Segment Start: Data for processing

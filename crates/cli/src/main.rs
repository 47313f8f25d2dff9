//! `sprout` -- command-line client for the microgreen tracking API.
//!
//! Configuration comes from the environment (see
//! [`ClientConfig::from_env`]); `.env` is loaded first. Logs go to
//! stderr, command output to stdout.

mod cli;
mod commands;

use std::process::ExitCode;

use clap::Parser;
use sprout_client::{ClientConfig, ClientContext};
use tracing_subscriber::{layer::SubscriberExt, util::SubscriberInitExt};

use cli::Cli;

#[tokio::main]
async fn main() -> ExitCode {
    dotenvy::dotenv().ok();

    tracing_subscriber::registry()
        .with(
            tracing_subscriber::EnvFilter::try_from_default_env()
                .unwrap_or_else(|_| "sprout_client=warn,sprout_cli=info".into()),
        )
        .with(tracing_subscriber::fmt::layer().with_writer(std::io::stderr))
        .init();

    match run(Cli::parse()).await {
        Ok(()) => ExitCode::SUCCESS,
        Err(e) => {
            eprintln!("{e:#}");
            ExitCode::FAILURE
        }
    }
}

async fn run(cli: Cli) -> anyhow::Result<()> {
    let mut config = ClientConfig::from_env()?;
    if let Some(url) = cli.api_url {
        config.api_url = ClientConfig::for_api_url(url).api_url;
    }
    if let Some(dir) = cli.data_dir {
        config.data_dir = dir;
    }
    tracing::debug!(api_url = %config.api_url, data_dir = %config.data_dir.display(), "Starting");

    let ctx = ClientContext::open(config).await?;
    commands::dispatch(&ctx, cli.command).await
}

Segment End: Data for processing

> _Instructions for the task_: What should appear is an exact copy of the lines from the one with "output to stdout." through the end of the entries above, ends included, and no other text.

> _Exercise answer_:
//! stderr, command output to stdout.

mod cli;
mod commands;

use std::process::ExitCode;

use clap::Parser;
use sprout_client::{ClientConfig, ClientContext};
use tracing_subscriber::{layer::SubscriberExt, util::SubscriberInitExt};

use cli::Cli;

#[tokio::main]
async fn main() -> ExitCode {
    dotenvy::dotenv().ok();

    tracing_subscriber::registry()
        .with(
            tracing_subscriber::EnvFilter::try_from_default_env()
                .unwrap_or_else(|_| "sprout_client=warn,sprout_cli=info".into()),
        )
        .with(tracing_subscriber::fmt::layer().with_writer(std::io::stderr))
        .init();

    match run(Cli::parse()).await {
        Ok(()) => ExitCode::SUCCESS,
        Err(e) => {
            eprintln!("{e:#}");
            ExitCode::FAILURE
        }
    }
}

async fn run(cli: Cli) -> anyhow::Result<()> {
    let mut config = ClientConfig::from_env()?;
    if let Some(url) = cli.api_url {
        config.api_url = ClientConfig::for_api_url(url).api_url;
    }
    if let Some(dir) = cli.data_dir {
        config.data_dir = dir;
    }
    tracing::debug!(api_url = %config.api_url, data_dir = %config.data_dir.display(), "Starting");

    let ctx = ClientContext::open(config).await?;
    commands::dispatch(&ctx, cli.command).await
}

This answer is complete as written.